Now he slept in an HLM in Romainville with ten others from “home.” Moving frequently into newly abandoned units until they turned off the water or electricity. Lately, they seemed to have forgotten, and so the ten had been at peace for almost three months.

At first mom had written–the handwriting not hers, she was illiterate. Spending her money to pay the shiftless schoolteacher in the village grated on him.

“We have nothing; we are hungry; the roof has a leak…”

He wrote two letters back, full of hope, empty of truth. But he moved so much that the letters soon lost their way. That was two years ago.

Khadija had written only one, but he kept it in a small plastic bag in the bottom of the backpack that never left his back (he tied a rope to it and his arm when he showered). In it, she addressed him as cousin, but the truth of it was contained in the final sentence: “I miss you.”

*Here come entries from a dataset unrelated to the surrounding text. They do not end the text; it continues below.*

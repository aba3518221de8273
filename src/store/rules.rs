//! Permission rule rows

use super::{ts_column, Database};
use crate::permissions::PermissionRule;
use crate::protocol::DecisionBehavior;
use rusqlite::{params, ToSql};
use serde_json::{Map, Value};

/// The only columns a rule update may touch. Enforcing this allowlist is a
/// security property of the update path, not an ergonomic choice.
const UPDATABLE_COLUMNS: &[&str] = &["tool_name", "rule_content", "behavior", "priority"];

impl Database {
    pub fn insert_rule(&self, rule: &PermissionRule) -> crate::Result<()> {
        self.with_conn(|conn| {
            conn.execute(
                "INSERT INTO permission_rules (id, project_id, tool_name, rule_content,
                     behavior, priority, created_at)
                 VALUES (?1, ?2, ?3, ?4, ?5, ?6, ?7)",
                params![
                    rule.id,
                    rule.project_id,
                    rule.tool_name,
                    rule.rule_content,
                    rule.behavior.as_str(),
                    rule.priority,
                    rule.created_at.to_rfc3339(),
                ],
            )?;
            Ok(())
        })
    }

    pub fn get_rule(&self, id: &str) -> crate::Result<Option<PermissionRule>> {
        self.with_conn(|conn| {
            let mut stmt = conn.prepare(&format!("{} WHERE id = ?1", SELECT_RULE))?;
            let mut rows = stmt.query_map(params![id], row_to_rule)?;
            Ok(rows.next().transpose()?)
        })
    }

    /// Rules for one project (`Some`) or the global set (`None`), ordered
    /// highest priority first with creation order breaking ties
    pub fn list_rules(&self, project_id: Option<&str>) -> crate::Result<Vec<PermissionRule>> {
        self.with_conn(|conn| {
            let order = "ORDER BY priority DESC, created_at ASC, id ASC";
            let rows = match project_id {
                Some(project_id) => {
                    let mut stmt = conn
                        .prepare(&format!("{} WHERE project_id = ?1 {}", SELECT_RULE, order))?;
                    let rows = stmt.query_map(params![project_id], row_to_rule)?;
                    rows.collect::<Result<Vec<_>, _>>()?
                }
                None => {
                    let mut stmt = conn
                        .prepare(&format!("{} WHERE project_id IS NULL {}", SELECT_RULE, order))?;
                    let rows = stmt.query_map([], row_to_rule)?;
                    rows.collect::<Result<Vec<_>, _>>()?
                }
            };
            Ok(rows)
        })
    }

    /// Apply a partial update from an arbitrary field dictionary
    ///
    /// Exactly the intersection of the payload keys with the column
    /// allowlist is written; every other key is silently ignored.
    pub fn update_rule(
        &self,
        id: &str,
        fields: &Map<String, Value>,
    ) -> crate::Result<PermissionRule> {
        let mut assignments: Vec<String> = Vec::new();
        let mut values: Vec<Box<dyn ToSql>> = Vec::new();

        for column in UPDATABLE_COLUMNS {
            let Some(value) = fields.get(*column) else {
                continue;
            };
            let boxed: Box<dyn ToSql> = match *column {
                "priority" => Box::new(value.as_i64().ok_or_else(|| {
                    crate::Error::Validation("priority must be an integer".to_string())
                })?),
                "behavior" => {
                    let behavior = value.as_str().ok_or_else(|| {
                        crate::Error::Validation("behavior must be a string".to_string())
                    })?;
                    if behavior != "allow" && behavior != "deny" {
                        return Err(crate::Error::Validation(format!(
                            "behavior must be 'allow' or 'deny', got '{}'",
                            behavior
                        )));
                    }
                    Box::new(behavior.to_string())
                }
                _ => Box::new(
                    value
                        .as_str()
                        .ok_or_else(|| {
                            crate::Error::Validation(format!("{} must be a string", column))
                        })?
                        .to_string(),
                ),
            };
            assignments.push(format!("{} = ?{}", column, values.len() + 1));
            values.push(boxed);
        }

        if !assignments.is_empty() {
            let sql = format!(
                "UPDATE permission_rules SET {} WHERE id = ?{}",
                assignments.join(", "),
                values.len() + 1
            );
            values.push(Box::new(id.to_string()));

            let updated = self.with_conn(|conn| {
                let params: Vec<&dyn ToSql> = values.iter().map(|v| &**v as &dyn ToSql).collect();
                Ok(conn.execute(&sql, params.as_slice())?)
            })?;
            if updated == 0 {
                return Err(crate::Error::NotFound(format!("rule {}", id)));
            }
        }

        self.get_rule(id)?
            .ok_or_else(|| crate::Error::NotFound(format!("rule {}", id)))
    }

    pub fn delete_rule(&self, id: &str) -> crate::Result<()> {
        let deleted = self.with_conn(|conn| {
            Ok(conn.execute("DELETE FROM permission_rules WHERE id = ?1", params![id])?)
        })?;
        if deleted == 0 {
            return Err(crate::Error::NotFound(format!("rule {}", id)));
        }
        Ok(())
    }
}

const SELECT_RULE: &str = "SELECT id, project_id, tool_name, rule_content, behavior, priority,
    created_at FROM permission_rules";

fn row_to_rule(row: &rusqlite::Row<'_>) -> rusqlite::Result<PermissionRule> {
    let behavior: String = row.get(4)?;
    Ok(PermissionRule {
        id: row.get(0)?,
        project_id: row.get(1)?,
        tool_name: row.get(2)?,
        rule_content: row.get(3)?,
        behavior: if behavior == "deny" {
            DecisionBehavior::Deny
        } else {
            DecisionBehavior::Allow
        },
        priority: row.get(5)?,
        created_at: ts_column(row, 6)?,
    })
}
//! Session rows

use super::{opt_ts_column, ts_column, Database};
use crate::session::{Session, SessionStatus};
use chrono::Utc;
use rusqlite::params;

impl Database {
    pub fn insert_session(&self, session: &Session) -> crate::Result<()> {
        self.with_conn(|conn| {
            conn.execute(
                "INSERT INTO sessions (id, project_id, agent_session_id, name, status, model,
                     cli_pid, ws_port, total_cost_usd, total_input_tokens, total_output_tokens,
                     num_turns, error_message, created_at, last_active_at, closed_at)
                 VALUES (?1, ?2, ?3, ?4, ?5, ?6, ?7, ?8, ?9, ?10, ?11, ?12, ?13, ?14, ?15, ?16)",
                params![
                    session.id,
                    session.project_id,
                    session.agent_session_id,
                    session.name,
                    session.status.as_str(),
                    session.model,
                    session.cli_pid,
                    session.ws_port,
                    session.total_cost_usd,
                    session.total_input_tokens as i64,
                    session.total_output_tokens as i64,
                    session.num_turns as i64,
                    session.error_message,
                    session.created_at.to_rfc3339(),
                    session.last_active_at.to_rfc3339(),
                    session.closed_at.map(|t| t.to_rfc3339()),
                ],
            )?;
            Ok(())
        })
    }

    pub fn get_session(&self, id: &str) -> crate::Result<Option<Session>> {
        self.with_conn(|conn| {
            let mut stmt = conn.prepare(&format!("{} WHERE id = ?1", SELECT_SESSION))?;
            let mut rows = stmt.query_map(params![id], row_to_session)?;
            Ok(rows.next().transpose()?)
        })
    }

    pub fn list_sessions(&self) -> crate::Result<Vec<Session>> {
        self.with_conn(|conn| {
            let mut stmt =
                conn.prepare(&format!("{} ORDER BY created_at DESC", SELECT_SESSION))?;
            let rows = stmt.query_map([], row_to_session)?;
            Ok(rows.collect::<Result<Vec<_>, _>>()?)
        })
    }

    /// Update the status of a non-terminal transition
    pub fn set_session_status(&self, id: &str, status: SessionStatus) -> crate::Result<()> {
        self.with_conn(|conn| {
            conn.execute(
                "UPDATE sessions SET status = ?1 WHERE id = ?2",
                params![status.as_str(), id],
            )?;
            Ok(())
        })
    }

    /// Record the agent's self-assigned id; once set it is never overwritten
    pub fn set_agent_session_id(&self, id: &str, agent_session_id: &str) -> crate::Result<()> {
        self.with_conn(|conn| {
            conn.execute(
                "UPDATE sessions SET agent_session_id = ?1
                 WHERE id = ?2 AND (agent_session_id IS NULL OR agent_session_id = '')",
                params![agent_session_id, id],
            )?;
            Ok(())
        })
    }

    /// Apply a `result` frame's cumulative metrics in one atomic update
    ///
    /// Cost and token counters are SET from the payload (the agent reports
    /// running totals), the turn counter increments, and the session returns
    /// to `idle`.
    pub fn apply_turn_result(
        &self,
        id: &str,
        total_cost_usd: f64,
        input_tokens: u64,
        output_tokens: u64,
    ) -> crate::Result<()> {
        self.with_conn(|conn| {
            conn.execute(
                "UPDATE sessions SET total_cost_usd = ?1, total_input_tokens = ?2,
                     total_output_tokens = ?3, num_turns = num_turns + 1,
                     last_active_at = ?4, status = ?5
                 WHERE id = ?6",
                params![
                    total_cost_usd,
                    input_tokens as i64,
                    output_tokens as i64,
                    Utc::now().to_rfc3339(),
                    SessionStatus::Idle.as_str(),
                    id,
                ],
            )?;
            Ok(())
        })
    }

    /// Transition to the terminal `error` state
    pub fn mark_session_error(&self, id: &str, message: &str) -> crate::Result<()> {
        self.with_conn(|conn| {
            conn.execute(
                "UPDATE sessions SET status = ?1, error_message = ?2, closed_at = ?3
                 WHERE id = ?4",
                params![
                    SessionStatus::Error.as_str(),
                    message,
                    Utc::now().to_rfc3339(),
                    id,
                ],
            )?;
            Ok(())
        })
    }

    /// Transition to the terminal `closed` state; the bridge port is gone
    pub fn mark_session_closed(&self, id: &str) -> crate::Result<()> {
        self.with_conn(|conn| {
            conn.execute(
                "UPDATE sessions SET status = ?1, closed_at = ?2, ws_port = NULL WHERE id = ?3",
                params![SessionStatus::Closed.as_str(), Utc::now().to_rfc3339(), id],
            )?;
            Ok(())
        })
    }

    /// Sessions left in a non-terminal state, as `(id, cli_pid)` pairs
    ///
    /// Used by orphan cleanup after a restart; excluding terminal states
    /// keeps a repeated cleanup pass a strict no-op.
    pub fn list_orphaned_sessions(&self) -> crate::Result<Vec<(String, Option<u32>)>> {
        self.with_conn(|conn| {
            let mut stmt = conn.prepare(
                "SELECT id, cli_pid FROM sessions WHERE status NOT IN ('closed', 'error')",
            )?;
            let rows = stmt.query_map([], |row| Ok((row.get(0)?, row.get(1)?)))?;
            Ok(rows.collect::<Result<Vec<_>, _>>()?)
        })
    }
}

const SELECT_SESSION: &str = "SELECT id, project_id, agent_session_id, name, status, model,
    cli_pid, ws_port, total_cost_usd, total_input_tokens, total_output_tokens, num_turns,
    error_message, created_at, last_active_at, closed_at FROM sessions";

fn row_to_session(row: &rusqlite::Row<'_>) -> rusqlite::Result<Session> {
    let status: String = row.get(4)?;
    Ok(Session {
        id: row.get(0)?,
        project_id: row.get(1)?,
        agent_session_id: row.get(2)?,
        name: row.get(3)?,
        status: status.parse().map_err(|_| {
            rusqlite::Error::FromSqlConversionFailure(
                4,
                rusqlite::types::Type::Text,
                format!("unknown status: {}", status).into(),
            )
        })?,
        model: row.get(5)?,
        cli_pid: row.get(6)?,
        ws_port: row.get(7)?,
        total_cost_usd: row.get(8)?,
        total_input_tokens: row.get::<_, i64>(9)? as u64,
        total_output_tokens: row.get::<_, i64>(10)? as u64,
        num_turns: row.get::<_, i64>(11)? as u64,
        error_message: row.get(12)?,
        created_at: ts_column(row, 13)?,
        last_active_at: ts_column(row, 14)?,
        closed_at: opt_ts_column(row, 15)?,
    })
}

#[cfg(test)]
mod tests {
    use super::*;
    use crate::store::Project;

    fn db_with_project() -> (Database, String) {
        let db = Database::open_in_memory().unwrap();
        let project = Project::new("demo", "/tmp/demo");
        db.insert_project(&project).unwrap();
        (db, project.id)
    }

    fn seed_session(db: &Database, project_id: &str, id: &str) {
        db.insert_session(&Session::starting(id, project_id, "demo", None, 100, 8300))
            .unwrap();
    }

    #[test]
    fn test_insert_and_get() {
        let (db, project_id) = db_with_project();
        seed_session(&db, &project_id, "s1");

        let session = db.get_session("s1").unwrap().unwrap();
        assert_eq!(session.status, SessionStatus::Starting);
        assert_eq!(session.ws_port, Some(8300));
        assert_eq!(session.cli_pid, Some(100));
    }

    #[test]
    fn test_status_transition() {
        let (db, project_id) = db_with_project();
        seed_session(&db, &project_id, "s1");

        db.set_session_status("s1", SessionStatus::Idle).unwrap();
        let session = db.get_session("s1").unwrap().unwrap();
        assert_eq!(session.status, SessionStatus::Idle);
        assert!(session.closed_at.is_none());
    }

    #[test]
    fn test_agent_session_id_set_once() {
        let (db, project_id) = db_with_project();
        seed_session(&db, &project_id, "s1");

        db.set_agent_session_id("s1", "agent-1").unwrap();
        db.set_agent_session_id("s1", "agent-2").unwrap();

        let session = db.get_session("s1").unwrap().unwrap();
        assert_eq!(session.agent_session_id.as_deref(), Some("agent-1"));
    }

    #[test]
    fn test_apply_turn_result_sets_not_adds() {
        let (db, project_id) = db_with_project();
        seed_session(&db, &project_id, "s1");
        db.set_session_status("s1", SessionStatus::Active).unwrap();

        db.apply_turn_result("s1", 0.05, 100, 50).unwrap();
        let session = db.get_session("s1").unwrap().unwrap();
        assert_eq!(session.total_cost_usd, 0.05);
        assert_eq!(session.total_input_tokens, 100);
        assert_eq!(session.total_output_tokens, 50);
        assert_eq!(session.num_turns, 1);
        assert_eq!(session.status, SessionStatus::Idle);

        // Second result overwrites the totals and bumps the turn count
        db.apply_turn_result("s1", 0.12, 240, 130).unwrap();
        let session = db.get_session("s1").unwrap().unwrap();
        assert_eq!(session.total_cost_usd, 0.12);
        assert_eq!(session.total_input_tokens, 240);
        assert_eq!(session.total_output_tokens, 130);
        assert_eq!(session.num_turns, 2);
    }

    #[test]
    fn test_mark_error_sets_closed_at() {
        let (db, project_id) = db_with_project();
        seed_session(&db, &project_id, "s1");

        db.mark_session_error("s1", "agent crashed").unwrap();
        let session = db.get_session("s1").unwrap().unwrap();
        assert_eq!(session.status, SessionStatus::Error);
        assert_eq!(session.error_message.as_deref(), Some("agent crashed"));
        assert!(session.closed_at.is_some());
    }

    #[test]
    fn test_mark_closed() {
        let (db, project_id) = db_with_project();
        seed_session(&db, &project_id, "s1");

        db.mark_session_closed("s1").unwrap();
        let session = db.get_session("s1").unwrap().unwrap();
        assert_eq!(session.status, SessionStatus::Closed);
        assert!(session.closed_at.is_some());
        assert!(session.ws_port.is_none());
    }

    #[test]
    fn test_list_orphans_excludes_terminal() {
        let (db, project_id) = db_with_project();
        seed_session(&db, &project_id, "s1");
        seed_session(&db, &project_id, "s2");
        seed_session(&db, &project_id, "s3");
        db.set_session_status("s2", SessionStatus::Active).unwrap();
        db.mark_session_closed("s3").unwrap();

        let orphans = db.list_orphaned_sessions().unwrap();
        let ids: Vec<&str> = orphans.iter().map(|(id, _)| id.as_str()).collect();
        assert_eq!(orphans.len(), 2);
        assert!(ids.contains(&"s1"));
        assert!(ids.contains(&"s2"));

        db.mark_session_error("s1", "orphaned").unwrap();
        db.mark_session_error("s2", "orphaned").unwrap();
        assert!(db.list_orphaned_sessions().unwrap().is_empty());
    }

    #[test]
    fn test_list_sessions() {
        let (db, project_id) = db_with_project();
        seed_session(&db, &project_id, "s1");
        seed_session(&db, &project_id, "s2");
        assert_eq!(db.list_sessions().unwrap().len(), 2);
    }
}
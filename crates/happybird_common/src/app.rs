use crate::key::{Key, MouseButton};

/// A frame-driven application hosted by a frontend.
///
/// The frontend owns the window and the event queue. Each frame it forwards
/// input, then calls `update` with the wall-clock seconds elapsed since the
/// previous frame and an RGB24 buffer of `width * height * 3` bytes.
pub trait App {
    fn init(&mut self);
    fn update(&mut self, dt: f32, screen: &mut [u8]);
    fn handle_key_event(&mut self, key: Key, is_down: bool);
    fn handle_mouse_event(&mut self, button: MouseButton, is_down: bool);
    fn should_exit(&self) -> bool;
    fn exit(&mut self);

    fn width(&self) -> u32;
    fn height(&self) -> u32;
    fn scale(&self) -> u32;
    fn fps(&self) -> u32;
    fn title(&self) -> String;
}
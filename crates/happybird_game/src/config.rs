use std::path::PathBuf;

use typed_builder::TypedBuilder;

/// Fixed game tuning, built once at startup and shared by reference.
#[derive(Debug, Clone, PartialEq, TypedBuilder)]
pub struct GameConfig {
    #[builder(default = 480)]
    pub screen_width: u32,
    #[builder(default = 800)]
    pub screen_height: u32,
    #[builder(default = 60)]
    pub fps: u32,

    /// Downward acceleration of the bird in px/s².
    #[builder(default = 1100.0)]
    pub gravity: f32,
    /// Velocity the bird is set to on a jump (negative is up).
    #[builder(default = -420.0)]
    pub jump_velocity: f32,
    #[builder(default = 700.0)]
    pub strafe_speed: f32,
    #[builder(default = 10.0)]
    pub bird_fps: f32,
    #[builder(default = 3.0)]
    pub drifter_fps: f32,

    #[builder(default = 400.0)]
    pub background_speed: f32,
    #[builder(default = 360.0)]
    pub ground_speed: f32,
    #[builder(default = 0.8)]
    pub scroll_damping: f32,
    /// Log drift multiplier; logs move at `scroll_speed * 200` px/s.
    #[builder(default = 1.0)]
    pub scroll_speed: f32,
    #[builder(default = 1.0)]
    pub enemy_speed: f32,

    #[builder(default = 1100)]
    pub spawn_interval_ms: u32,
    #[builder(default = 1000)]
    pub flash_duration_ms: u32,

    #[builder(default = PathBuf::from("assets"))]
    pub asset_dir: PathBuf,
    #[builder(default = PathBuf::from("best_score.txt"))]
    pub best_score_path: PathBuf,
}

impl Default for GameConfig {
    fn default() -> Self {
        Self::builder().build()
    }
}

impl GameConfig {
    pub fn width(&self) -> f32 {
        self.screen_width as f32
    }

    pub fn height(&self) -> f32 {
        self.screen_height as f32
    }

    /// Horizontal speed shared by both logs of a pair, in px/s.
    pub fn log_speed(&self) -> f32 {
        self.scroll_speed * 200.0
    }
}

#[cfg(test)]
mod tests {
    use super::*;

    #[test]
    fn defaults_match_game_constants() {
        let config = GameConfig::default();
        assert_eq!((config.screen_width, config.screen_height), (480, 800));
        assert_eq!(config.gravity, 1100.0);
        assert_eq!(config.jump_velocity, -420.0);
        assert_eq!(config.spawn_interval_ms, 1100);
        assert_eq!(config.flash_duration_ms, 1000);
        assert_eq!(config.log_speed(), 200.0);
    }

    #[test]
    fn builder_overrides_single_fields() {
        let config = GameConfig::builder().screen_width(320).gravity(0.0).build();
        assert_eq!(config.screen_width, 320);
        assert_eq!(config.screen_height, 800);
        assert_eq!(config.gravity, 0.0);
    }
}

The wind increased outside the metro at Pigalle. In summer he fought for the best spots at Trocadero or Concorde, but in the winter, with the tourists mostly gone, he came to the strip club and peep show streets where a few tourists still sauntered and where even Parisian regulars might buy a few things for their kids to assuage their guilt.

Diallo worked, as did the ten, for Brahim. He sold them the goods, and they kept whatever they could earn–a handful of francs each day. Brahim, in turn, got his junk from up the ladder, and so on. Diallo did not know how high it went, but some of the ten got pulled into extra activities that Brahim arranged. These sometimes left them bloody and crying. They paid better. Diallo never joined

He was lucky. Even back home, he could fix anything–anything. And so he added to his pay by repairing boomboxes and electric appliances of any type. He was also known as the “cassette doctor,” able to rescue any torn, or stretched, or mangled cherished music for a modest price.

But, now, three years in, he still had less than 3,000 francs–a lot of money if he had been sitting on a mattress in his mom’s house, but nothing here.

Two in the afternoon and already getting dark. Inshallah, he would get a break and find a real repair job in a real shop.

God willing, but he did not really believe that about God. From a long time ago, when the worst of the drought years were killing everything, and the only food was “Kennedy” rice from far away, he had assumed that God had abandoned the Sahel for Europe, or America, or the Gulf. God was not present along the Senegal River.

And his supposed intermediaries–the “petit marabouts” who represented his beneficence and mercy–were useless grifters, who reported up their own ladder.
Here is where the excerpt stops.